## What is expected
In the data, extract each line that holds the string "async".

(Collected data)
Start of Block

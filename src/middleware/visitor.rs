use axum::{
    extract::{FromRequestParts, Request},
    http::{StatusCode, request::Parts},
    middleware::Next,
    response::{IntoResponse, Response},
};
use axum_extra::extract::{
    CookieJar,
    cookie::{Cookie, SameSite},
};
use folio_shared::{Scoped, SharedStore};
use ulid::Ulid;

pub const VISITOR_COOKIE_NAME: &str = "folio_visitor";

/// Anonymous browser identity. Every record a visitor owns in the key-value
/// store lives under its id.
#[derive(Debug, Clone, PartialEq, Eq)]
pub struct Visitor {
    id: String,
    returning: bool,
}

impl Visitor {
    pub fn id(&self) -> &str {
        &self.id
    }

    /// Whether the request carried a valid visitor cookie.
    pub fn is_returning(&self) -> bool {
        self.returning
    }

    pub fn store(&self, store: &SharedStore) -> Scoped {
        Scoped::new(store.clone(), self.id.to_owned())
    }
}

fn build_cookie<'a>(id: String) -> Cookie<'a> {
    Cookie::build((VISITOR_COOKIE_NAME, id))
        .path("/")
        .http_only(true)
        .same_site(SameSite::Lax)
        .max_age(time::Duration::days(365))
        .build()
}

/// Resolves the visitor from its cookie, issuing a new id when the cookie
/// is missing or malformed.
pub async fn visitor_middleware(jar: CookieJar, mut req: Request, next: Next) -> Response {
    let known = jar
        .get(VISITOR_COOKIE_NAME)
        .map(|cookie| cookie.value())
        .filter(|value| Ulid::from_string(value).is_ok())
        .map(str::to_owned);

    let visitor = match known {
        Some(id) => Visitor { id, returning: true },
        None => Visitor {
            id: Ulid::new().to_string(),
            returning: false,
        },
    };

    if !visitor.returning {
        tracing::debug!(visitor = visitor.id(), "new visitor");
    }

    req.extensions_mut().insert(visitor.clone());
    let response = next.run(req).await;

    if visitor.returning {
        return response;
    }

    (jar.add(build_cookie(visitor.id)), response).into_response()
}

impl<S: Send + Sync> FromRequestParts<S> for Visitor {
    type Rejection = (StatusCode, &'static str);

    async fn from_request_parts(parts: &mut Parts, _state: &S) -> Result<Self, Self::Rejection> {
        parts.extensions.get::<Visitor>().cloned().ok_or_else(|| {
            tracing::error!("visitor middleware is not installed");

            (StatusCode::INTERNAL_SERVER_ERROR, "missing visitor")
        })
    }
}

End of Block

## Answer
pub async fn visitor_middleware(jar: CookieJar, mut req: Request, next: Next) -> Response {
    async fn from_request_parts(parts: &mut Parts, _state: &S) -> Result<Self, Self::Rejection> {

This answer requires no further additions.